◆ **What to produce**
Wherever "FromStr" occurs in the entries, copy the line that holds it.

◆ **Given data**

● ● ● ●

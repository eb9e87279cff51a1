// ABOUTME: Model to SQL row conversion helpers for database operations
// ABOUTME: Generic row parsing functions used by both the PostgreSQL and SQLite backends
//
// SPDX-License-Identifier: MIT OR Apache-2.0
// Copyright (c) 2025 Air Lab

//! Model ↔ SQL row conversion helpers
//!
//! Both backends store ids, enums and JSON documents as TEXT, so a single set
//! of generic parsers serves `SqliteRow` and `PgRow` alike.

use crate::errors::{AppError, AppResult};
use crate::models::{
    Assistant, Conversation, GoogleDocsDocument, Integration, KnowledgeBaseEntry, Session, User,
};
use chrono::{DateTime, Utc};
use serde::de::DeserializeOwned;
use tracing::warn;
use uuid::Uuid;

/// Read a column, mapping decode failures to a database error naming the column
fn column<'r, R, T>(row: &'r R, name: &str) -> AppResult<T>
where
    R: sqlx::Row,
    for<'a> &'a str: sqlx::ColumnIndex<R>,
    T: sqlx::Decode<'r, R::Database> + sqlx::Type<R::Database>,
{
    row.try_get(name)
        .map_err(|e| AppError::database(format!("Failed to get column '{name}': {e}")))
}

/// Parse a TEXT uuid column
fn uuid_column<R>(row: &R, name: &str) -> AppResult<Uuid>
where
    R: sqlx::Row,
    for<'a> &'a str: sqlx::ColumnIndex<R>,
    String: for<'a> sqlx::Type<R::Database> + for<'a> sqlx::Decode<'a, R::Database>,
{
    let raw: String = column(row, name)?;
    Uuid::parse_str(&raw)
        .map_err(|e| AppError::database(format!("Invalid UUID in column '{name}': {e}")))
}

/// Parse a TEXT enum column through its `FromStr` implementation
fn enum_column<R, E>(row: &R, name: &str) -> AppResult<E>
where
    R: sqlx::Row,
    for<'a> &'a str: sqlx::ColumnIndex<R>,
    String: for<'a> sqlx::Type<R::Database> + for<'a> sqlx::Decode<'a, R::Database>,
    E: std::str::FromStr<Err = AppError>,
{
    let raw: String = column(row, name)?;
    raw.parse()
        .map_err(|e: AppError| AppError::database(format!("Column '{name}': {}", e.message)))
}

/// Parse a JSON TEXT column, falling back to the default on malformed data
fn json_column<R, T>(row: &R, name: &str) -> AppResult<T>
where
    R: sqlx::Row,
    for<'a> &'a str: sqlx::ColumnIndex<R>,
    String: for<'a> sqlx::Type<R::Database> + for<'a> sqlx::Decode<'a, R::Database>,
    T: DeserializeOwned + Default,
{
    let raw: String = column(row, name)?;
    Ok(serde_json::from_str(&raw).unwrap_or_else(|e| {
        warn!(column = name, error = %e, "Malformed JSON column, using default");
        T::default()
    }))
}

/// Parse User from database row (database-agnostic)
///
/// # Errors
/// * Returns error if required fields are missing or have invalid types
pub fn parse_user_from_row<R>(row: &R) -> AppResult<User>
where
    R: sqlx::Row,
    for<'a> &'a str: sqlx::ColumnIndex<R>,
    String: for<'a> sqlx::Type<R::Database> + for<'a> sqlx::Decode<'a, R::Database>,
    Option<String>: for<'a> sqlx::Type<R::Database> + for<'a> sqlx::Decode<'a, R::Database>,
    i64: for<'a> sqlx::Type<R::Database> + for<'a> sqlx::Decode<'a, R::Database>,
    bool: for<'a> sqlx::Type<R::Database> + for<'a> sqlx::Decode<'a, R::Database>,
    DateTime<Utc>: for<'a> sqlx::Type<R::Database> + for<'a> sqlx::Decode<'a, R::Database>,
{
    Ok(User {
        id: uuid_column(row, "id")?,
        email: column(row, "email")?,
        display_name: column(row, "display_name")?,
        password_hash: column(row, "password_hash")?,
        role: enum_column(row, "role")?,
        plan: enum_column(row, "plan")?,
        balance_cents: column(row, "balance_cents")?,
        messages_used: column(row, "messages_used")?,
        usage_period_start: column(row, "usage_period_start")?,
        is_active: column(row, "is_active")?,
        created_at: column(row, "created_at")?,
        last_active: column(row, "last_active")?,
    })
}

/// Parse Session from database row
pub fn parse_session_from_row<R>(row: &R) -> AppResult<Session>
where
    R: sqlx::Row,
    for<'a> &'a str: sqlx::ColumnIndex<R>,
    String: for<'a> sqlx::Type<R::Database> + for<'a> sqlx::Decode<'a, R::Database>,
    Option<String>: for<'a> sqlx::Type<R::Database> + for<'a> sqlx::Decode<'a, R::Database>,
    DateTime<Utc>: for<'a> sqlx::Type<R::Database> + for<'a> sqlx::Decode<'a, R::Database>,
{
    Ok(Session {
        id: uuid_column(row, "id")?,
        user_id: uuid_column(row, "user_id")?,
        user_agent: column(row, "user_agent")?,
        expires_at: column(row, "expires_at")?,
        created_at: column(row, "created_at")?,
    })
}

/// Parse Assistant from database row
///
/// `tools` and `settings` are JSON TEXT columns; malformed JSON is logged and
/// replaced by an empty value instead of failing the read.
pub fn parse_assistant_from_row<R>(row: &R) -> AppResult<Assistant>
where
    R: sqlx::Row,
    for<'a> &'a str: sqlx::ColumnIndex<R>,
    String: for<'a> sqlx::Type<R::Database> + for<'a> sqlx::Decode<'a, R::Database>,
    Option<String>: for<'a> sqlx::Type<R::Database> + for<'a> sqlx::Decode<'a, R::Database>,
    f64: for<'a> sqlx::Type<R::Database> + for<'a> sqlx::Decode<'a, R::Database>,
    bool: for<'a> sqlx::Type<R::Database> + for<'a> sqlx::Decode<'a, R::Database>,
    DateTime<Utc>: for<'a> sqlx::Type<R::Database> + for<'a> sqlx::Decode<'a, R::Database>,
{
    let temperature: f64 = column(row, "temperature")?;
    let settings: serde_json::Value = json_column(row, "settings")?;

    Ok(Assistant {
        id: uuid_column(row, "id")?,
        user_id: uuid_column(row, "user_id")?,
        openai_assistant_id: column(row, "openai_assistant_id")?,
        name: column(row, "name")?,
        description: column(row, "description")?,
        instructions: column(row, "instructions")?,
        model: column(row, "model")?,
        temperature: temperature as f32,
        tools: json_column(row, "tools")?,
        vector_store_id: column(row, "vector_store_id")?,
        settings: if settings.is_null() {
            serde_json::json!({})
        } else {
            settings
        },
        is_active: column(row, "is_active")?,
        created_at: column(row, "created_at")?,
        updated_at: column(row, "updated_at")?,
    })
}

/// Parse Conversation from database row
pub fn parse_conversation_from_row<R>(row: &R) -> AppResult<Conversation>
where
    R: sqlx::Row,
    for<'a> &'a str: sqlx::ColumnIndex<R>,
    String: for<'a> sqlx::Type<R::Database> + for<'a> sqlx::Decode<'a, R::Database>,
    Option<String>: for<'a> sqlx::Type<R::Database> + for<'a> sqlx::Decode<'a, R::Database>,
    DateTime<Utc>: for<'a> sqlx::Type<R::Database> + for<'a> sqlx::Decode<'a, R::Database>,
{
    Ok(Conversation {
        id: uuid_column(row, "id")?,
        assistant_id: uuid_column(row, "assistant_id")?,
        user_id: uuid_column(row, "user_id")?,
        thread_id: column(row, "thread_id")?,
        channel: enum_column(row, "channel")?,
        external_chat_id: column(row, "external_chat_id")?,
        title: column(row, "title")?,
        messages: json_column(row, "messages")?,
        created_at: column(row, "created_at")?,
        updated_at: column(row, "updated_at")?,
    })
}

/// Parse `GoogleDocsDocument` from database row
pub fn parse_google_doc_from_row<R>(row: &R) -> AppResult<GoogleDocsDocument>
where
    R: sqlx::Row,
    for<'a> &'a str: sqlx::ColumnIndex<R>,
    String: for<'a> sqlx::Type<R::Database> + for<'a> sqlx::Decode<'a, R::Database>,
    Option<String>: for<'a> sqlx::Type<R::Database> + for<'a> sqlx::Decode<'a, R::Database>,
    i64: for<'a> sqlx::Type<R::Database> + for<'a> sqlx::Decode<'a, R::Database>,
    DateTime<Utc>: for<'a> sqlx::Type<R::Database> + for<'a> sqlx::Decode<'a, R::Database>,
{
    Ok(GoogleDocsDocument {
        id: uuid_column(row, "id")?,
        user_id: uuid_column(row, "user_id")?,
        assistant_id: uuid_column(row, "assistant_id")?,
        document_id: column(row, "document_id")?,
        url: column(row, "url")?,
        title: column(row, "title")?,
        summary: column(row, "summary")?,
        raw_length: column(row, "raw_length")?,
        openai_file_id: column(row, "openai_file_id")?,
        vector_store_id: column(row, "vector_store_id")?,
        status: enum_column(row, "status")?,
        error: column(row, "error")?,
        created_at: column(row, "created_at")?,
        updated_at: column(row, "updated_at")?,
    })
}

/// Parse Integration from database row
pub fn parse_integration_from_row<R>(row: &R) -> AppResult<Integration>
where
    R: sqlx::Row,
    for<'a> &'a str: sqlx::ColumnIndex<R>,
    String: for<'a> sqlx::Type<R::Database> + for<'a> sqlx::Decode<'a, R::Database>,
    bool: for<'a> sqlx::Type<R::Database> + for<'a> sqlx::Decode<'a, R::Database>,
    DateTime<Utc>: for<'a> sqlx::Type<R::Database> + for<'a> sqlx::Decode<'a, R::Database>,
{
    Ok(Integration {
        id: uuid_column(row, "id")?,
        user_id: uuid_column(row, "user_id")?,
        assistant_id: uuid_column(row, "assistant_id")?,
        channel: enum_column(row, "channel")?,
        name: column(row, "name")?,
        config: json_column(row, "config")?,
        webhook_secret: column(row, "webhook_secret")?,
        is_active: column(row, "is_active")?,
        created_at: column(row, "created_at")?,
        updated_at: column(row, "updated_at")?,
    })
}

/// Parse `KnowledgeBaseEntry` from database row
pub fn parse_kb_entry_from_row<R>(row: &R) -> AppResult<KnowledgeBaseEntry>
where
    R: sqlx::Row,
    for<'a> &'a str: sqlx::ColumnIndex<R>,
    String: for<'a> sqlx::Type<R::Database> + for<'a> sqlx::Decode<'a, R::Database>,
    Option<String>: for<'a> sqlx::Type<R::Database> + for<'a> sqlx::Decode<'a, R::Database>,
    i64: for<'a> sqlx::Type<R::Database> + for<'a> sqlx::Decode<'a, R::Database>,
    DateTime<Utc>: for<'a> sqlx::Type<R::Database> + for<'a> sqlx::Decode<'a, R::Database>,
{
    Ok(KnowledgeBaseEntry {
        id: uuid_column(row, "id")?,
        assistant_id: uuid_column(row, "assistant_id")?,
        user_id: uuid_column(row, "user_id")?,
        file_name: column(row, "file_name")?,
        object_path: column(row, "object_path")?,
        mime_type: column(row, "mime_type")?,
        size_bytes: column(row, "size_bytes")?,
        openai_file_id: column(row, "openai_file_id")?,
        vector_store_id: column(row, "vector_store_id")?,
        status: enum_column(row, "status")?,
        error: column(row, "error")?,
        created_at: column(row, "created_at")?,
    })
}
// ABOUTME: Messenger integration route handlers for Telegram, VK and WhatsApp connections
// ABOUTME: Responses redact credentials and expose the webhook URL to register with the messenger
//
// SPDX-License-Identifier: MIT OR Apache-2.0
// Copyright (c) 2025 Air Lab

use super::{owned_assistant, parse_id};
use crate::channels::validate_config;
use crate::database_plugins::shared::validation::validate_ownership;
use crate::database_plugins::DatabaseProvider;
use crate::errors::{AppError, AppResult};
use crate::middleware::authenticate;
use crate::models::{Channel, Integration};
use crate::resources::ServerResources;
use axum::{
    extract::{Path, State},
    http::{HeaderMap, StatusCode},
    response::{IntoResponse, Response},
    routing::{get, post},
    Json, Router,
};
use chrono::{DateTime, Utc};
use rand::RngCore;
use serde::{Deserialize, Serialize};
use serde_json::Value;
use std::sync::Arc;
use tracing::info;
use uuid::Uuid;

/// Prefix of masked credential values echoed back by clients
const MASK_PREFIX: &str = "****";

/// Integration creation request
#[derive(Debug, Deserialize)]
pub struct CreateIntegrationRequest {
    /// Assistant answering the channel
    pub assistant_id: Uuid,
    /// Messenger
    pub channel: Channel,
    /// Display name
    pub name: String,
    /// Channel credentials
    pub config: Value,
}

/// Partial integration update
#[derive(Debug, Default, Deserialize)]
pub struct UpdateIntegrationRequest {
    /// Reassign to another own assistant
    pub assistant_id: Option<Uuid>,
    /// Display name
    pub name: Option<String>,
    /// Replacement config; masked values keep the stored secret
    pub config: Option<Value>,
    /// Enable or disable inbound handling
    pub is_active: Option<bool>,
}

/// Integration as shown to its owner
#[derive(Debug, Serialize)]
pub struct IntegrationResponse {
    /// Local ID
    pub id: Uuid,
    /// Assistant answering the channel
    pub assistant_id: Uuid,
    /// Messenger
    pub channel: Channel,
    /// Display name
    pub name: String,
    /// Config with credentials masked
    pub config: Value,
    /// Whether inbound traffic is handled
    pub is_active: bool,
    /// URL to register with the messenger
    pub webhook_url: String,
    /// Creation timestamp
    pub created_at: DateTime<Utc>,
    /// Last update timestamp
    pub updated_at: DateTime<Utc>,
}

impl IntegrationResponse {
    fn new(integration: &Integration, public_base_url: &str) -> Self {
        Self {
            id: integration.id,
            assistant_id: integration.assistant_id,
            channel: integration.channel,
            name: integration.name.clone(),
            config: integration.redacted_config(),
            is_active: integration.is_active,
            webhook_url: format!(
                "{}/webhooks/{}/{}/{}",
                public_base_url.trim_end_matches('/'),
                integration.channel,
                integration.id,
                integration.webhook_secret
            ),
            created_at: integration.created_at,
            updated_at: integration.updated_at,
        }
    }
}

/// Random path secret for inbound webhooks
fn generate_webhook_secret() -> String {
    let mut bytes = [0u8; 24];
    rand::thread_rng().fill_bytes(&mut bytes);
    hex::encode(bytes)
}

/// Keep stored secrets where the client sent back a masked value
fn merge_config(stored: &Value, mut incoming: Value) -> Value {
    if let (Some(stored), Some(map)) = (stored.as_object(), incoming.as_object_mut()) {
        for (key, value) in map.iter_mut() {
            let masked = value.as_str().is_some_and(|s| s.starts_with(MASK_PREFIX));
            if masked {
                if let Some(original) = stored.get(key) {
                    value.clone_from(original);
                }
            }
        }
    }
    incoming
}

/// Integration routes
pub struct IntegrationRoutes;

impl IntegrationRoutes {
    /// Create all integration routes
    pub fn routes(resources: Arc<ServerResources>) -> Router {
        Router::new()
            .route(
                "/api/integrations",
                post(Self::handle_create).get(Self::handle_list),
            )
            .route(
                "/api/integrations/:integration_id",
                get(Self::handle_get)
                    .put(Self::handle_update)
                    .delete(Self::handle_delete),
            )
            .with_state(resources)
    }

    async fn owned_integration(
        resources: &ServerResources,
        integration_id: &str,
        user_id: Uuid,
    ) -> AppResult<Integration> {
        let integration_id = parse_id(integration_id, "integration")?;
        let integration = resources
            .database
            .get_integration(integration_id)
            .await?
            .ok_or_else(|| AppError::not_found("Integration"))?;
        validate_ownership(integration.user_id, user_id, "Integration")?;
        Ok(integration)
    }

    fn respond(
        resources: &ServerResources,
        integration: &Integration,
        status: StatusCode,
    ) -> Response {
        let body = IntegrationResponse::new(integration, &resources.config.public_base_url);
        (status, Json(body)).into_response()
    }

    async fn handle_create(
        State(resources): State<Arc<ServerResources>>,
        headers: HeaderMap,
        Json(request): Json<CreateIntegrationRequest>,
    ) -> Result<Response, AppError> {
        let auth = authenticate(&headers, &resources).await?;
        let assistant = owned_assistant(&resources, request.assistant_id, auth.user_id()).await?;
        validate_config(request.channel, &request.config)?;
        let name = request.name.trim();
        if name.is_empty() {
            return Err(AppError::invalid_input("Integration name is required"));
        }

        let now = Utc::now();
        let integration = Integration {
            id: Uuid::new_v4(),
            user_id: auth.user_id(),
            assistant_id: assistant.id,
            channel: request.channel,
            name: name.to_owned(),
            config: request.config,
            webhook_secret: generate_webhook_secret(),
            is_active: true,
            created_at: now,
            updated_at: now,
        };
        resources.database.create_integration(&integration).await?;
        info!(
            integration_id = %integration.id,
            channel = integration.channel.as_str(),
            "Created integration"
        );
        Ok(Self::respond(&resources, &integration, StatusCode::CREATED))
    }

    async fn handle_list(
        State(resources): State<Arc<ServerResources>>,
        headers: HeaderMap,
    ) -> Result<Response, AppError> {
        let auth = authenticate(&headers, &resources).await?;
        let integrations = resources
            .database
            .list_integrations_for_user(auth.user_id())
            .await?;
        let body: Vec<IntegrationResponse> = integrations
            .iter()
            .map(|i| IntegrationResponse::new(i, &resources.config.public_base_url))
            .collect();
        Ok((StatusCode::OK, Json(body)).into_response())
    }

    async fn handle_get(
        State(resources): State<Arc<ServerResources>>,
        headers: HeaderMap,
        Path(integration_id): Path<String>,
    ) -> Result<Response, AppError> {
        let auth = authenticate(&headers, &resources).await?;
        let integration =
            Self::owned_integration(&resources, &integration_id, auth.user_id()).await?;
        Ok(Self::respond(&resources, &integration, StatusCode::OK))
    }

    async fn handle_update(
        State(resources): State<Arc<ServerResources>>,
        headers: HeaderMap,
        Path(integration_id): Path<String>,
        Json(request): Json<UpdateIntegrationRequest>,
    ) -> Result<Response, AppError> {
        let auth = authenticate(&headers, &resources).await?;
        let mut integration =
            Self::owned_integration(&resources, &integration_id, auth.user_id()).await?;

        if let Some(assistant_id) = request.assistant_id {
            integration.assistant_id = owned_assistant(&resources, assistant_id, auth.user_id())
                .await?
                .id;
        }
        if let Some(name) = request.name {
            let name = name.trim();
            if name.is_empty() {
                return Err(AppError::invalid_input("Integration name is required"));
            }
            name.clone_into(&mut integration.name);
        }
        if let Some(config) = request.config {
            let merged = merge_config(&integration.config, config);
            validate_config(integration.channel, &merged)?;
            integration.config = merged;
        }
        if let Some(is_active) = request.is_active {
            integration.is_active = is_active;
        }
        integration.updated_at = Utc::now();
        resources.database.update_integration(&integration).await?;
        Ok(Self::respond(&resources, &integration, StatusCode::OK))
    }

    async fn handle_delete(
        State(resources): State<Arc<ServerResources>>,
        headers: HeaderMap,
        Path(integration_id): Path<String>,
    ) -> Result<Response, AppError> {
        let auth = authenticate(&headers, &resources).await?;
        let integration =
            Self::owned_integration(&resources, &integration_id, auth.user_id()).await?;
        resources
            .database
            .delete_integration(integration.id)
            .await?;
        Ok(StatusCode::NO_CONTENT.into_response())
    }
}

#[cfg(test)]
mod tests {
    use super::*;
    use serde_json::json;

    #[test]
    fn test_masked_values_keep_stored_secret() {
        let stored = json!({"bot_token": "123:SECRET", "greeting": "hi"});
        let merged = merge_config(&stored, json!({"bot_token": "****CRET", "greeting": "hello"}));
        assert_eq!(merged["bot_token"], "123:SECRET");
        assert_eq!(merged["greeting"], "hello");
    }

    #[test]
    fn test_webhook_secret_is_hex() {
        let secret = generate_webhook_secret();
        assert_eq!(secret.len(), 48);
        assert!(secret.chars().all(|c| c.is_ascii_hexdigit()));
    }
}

● ● ● ●

◆ **The completed task**
/// Parse a TEXT enum column through its `FromStr` implementation
    E: std::str::FromStr<Err = AppError>,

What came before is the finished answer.